# [Instructions to follow]
An exact copy of the lines from the one containing "-> 2 windows" to the end of the records below is required, and nothing else.

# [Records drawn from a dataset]
((
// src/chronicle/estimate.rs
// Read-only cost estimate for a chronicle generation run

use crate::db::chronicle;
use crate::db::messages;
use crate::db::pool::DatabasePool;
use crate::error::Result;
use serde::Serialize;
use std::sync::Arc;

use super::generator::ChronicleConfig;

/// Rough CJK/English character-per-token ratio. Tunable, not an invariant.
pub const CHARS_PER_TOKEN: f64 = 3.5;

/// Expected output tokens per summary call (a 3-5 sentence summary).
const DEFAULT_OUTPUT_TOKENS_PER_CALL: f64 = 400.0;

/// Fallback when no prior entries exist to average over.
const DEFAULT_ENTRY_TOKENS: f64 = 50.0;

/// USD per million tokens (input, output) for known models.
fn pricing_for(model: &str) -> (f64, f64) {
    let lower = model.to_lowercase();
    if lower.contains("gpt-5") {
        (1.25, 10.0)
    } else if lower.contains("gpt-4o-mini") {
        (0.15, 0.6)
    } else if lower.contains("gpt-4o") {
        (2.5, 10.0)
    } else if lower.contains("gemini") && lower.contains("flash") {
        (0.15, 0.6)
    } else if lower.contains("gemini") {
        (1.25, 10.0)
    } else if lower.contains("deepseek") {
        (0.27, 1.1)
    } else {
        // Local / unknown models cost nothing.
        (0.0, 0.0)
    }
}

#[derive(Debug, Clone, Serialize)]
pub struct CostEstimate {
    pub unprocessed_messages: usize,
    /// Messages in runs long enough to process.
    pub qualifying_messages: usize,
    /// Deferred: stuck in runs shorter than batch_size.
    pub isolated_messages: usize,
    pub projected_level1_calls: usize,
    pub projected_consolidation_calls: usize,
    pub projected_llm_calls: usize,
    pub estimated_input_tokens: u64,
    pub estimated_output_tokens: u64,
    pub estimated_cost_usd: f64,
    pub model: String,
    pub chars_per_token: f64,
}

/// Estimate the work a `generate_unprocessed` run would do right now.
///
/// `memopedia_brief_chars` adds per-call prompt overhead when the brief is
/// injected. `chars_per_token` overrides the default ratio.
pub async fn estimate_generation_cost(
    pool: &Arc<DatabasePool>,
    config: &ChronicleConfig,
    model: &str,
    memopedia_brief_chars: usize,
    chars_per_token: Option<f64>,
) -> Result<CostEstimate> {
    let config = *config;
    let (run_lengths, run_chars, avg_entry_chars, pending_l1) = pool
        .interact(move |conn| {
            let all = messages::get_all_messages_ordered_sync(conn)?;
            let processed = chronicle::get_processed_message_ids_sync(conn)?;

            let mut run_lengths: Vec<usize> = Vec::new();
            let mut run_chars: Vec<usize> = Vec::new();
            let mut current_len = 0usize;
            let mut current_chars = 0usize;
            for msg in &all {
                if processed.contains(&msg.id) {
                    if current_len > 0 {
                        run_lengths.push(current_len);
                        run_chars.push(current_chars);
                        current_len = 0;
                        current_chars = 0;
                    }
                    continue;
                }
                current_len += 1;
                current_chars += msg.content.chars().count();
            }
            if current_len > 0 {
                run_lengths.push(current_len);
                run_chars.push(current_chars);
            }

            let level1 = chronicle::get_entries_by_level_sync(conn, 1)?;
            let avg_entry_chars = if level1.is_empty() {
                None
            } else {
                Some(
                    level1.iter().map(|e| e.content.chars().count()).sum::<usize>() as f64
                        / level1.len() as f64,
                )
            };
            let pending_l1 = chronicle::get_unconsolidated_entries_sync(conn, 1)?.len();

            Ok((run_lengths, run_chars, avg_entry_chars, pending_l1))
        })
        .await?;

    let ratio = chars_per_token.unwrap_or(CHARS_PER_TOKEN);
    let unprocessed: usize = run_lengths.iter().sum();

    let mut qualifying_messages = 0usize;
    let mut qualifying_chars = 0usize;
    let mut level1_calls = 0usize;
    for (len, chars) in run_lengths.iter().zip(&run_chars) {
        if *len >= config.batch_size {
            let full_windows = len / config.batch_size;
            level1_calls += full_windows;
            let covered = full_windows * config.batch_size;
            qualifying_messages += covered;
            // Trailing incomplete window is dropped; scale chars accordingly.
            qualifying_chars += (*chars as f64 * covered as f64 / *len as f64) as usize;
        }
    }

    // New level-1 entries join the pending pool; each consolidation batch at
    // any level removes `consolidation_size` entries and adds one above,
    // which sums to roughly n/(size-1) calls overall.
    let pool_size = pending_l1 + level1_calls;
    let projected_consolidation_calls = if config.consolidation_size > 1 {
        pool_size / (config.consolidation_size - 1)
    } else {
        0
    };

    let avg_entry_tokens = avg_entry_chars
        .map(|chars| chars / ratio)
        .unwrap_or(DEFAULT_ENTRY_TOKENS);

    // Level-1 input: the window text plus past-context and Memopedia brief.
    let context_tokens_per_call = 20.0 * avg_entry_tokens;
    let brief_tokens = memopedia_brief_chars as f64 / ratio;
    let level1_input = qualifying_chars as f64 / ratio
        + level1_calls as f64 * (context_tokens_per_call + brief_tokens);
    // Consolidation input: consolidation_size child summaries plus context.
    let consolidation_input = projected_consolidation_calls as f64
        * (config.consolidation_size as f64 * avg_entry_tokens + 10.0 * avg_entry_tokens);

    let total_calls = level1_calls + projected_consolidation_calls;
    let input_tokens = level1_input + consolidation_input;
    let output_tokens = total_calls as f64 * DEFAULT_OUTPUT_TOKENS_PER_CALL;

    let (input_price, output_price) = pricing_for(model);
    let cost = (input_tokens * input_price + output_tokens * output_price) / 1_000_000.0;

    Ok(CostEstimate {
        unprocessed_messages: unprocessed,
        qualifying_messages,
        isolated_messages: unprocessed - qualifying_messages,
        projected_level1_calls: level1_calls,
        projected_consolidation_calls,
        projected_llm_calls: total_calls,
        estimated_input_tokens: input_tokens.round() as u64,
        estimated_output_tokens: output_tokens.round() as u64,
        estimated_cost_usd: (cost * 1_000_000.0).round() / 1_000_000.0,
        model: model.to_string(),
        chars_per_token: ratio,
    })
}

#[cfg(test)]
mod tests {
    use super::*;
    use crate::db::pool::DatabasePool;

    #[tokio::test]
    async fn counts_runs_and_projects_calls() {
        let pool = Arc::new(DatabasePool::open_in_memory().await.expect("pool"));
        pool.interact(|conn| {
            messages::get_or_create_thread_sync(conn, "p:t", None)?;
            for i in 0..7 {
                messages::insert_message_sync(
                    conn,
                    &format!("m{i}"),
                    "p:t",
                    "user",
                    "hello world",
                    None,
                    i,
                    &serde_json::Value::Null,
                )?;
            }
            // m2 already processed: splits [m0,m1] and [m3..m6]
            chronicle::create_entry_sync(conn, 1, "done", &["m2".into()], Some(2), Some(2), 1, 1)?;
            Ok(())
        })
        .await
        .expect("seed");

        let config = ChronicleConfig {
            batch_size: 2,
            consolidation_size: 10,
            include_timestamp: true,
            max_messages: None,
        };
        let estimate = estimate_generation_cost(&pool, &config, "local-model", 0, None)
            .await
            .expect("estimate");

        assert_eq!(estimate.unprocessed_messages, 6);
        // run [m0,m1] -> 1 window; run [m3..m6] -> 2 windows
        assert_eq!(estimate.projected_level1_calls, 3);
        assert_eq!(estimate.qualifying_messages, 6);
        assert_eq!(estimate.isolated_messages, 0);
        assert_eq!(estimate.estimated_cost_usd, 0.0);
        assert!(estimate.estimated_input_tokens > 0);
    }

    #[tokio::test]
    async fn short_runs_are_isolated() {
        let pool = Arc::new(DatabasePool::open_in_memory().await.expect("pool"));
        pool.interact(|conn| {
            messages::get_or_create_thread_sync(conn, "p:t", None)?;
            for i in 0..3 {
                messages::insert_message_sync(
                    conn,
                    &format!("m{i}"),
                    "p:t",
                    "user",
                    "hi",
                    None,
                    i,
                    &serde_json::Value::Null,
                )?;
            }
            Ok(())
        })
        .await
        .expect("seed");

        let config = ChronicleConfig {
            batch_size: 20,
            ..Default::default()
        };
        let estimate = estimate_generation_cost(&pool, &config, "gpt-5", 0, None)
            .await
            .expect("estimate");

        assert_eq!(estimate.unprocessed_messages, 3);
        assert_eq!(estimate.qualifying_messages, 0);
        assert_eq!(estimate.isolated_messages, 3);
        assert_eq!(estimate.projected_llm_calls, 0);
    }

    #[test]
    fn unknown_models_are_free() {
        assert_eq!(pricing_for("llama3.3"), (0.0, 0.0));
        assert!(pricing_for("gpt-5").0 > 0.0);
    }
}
))
# [Exercise answer]
        // run [m0,m1] -> 1 window; run [m3..m6] -> 2 windows
        assert_eq!(estimate.projected_level1_calls, 3);
        assert_eq!(estimate.qualifying_messages, 6);
        assert_eq!(estimate.isolated_messages, 0);
        assert_eq!(estimate.estimated_cost_usd, 0.0);
        assert!(estimate.estimated_input_tokens > 0);
    }

    #[tokio::test]
    async fn short_runs_are_isolated() {
        let pool = Arc::new(DatabasePool::open_in_memory().await.expect("pool"));
        pool.interact(|conn| {
            messages::get_or_create_thread_sync(conn, "p:t", None)?;
            for i in 0..3 {
                messages::insert_message_sync(
                    conn,
                    &format!("m{i}"),
                    "p:t",
                    "user",
                    "hi",
                    None,
                    i,
                    &serde_json::Value::Null,
                )?;
            }
            Ok(())
        })
        .await
        .expect("seed");

        let config = ChronicleConfig {
            batch_size: 20,
            ..Default::default()
        };
        let estimate = estimate_generation_cost(&pool, &config, "gpt-5", 0, None)
            .await
            .expect("estimate");

        assert_eq!(estimate.unprocessed_messages, 3);
        assert_eq!(estimate.qualifying_messages, 0);
        assert_eq!(estimate.isolated_messages, 3);
        assert_eq!(estimate.projected_llm_calls, 0);
    }

    #[test]
    fn unknown_models_are_free() {
        assert_eq!(pricing_for("llama3.3"), (0.0, 0.0));
        assert!(pricing_for("gpt-5").0 > 0.0);
    }
}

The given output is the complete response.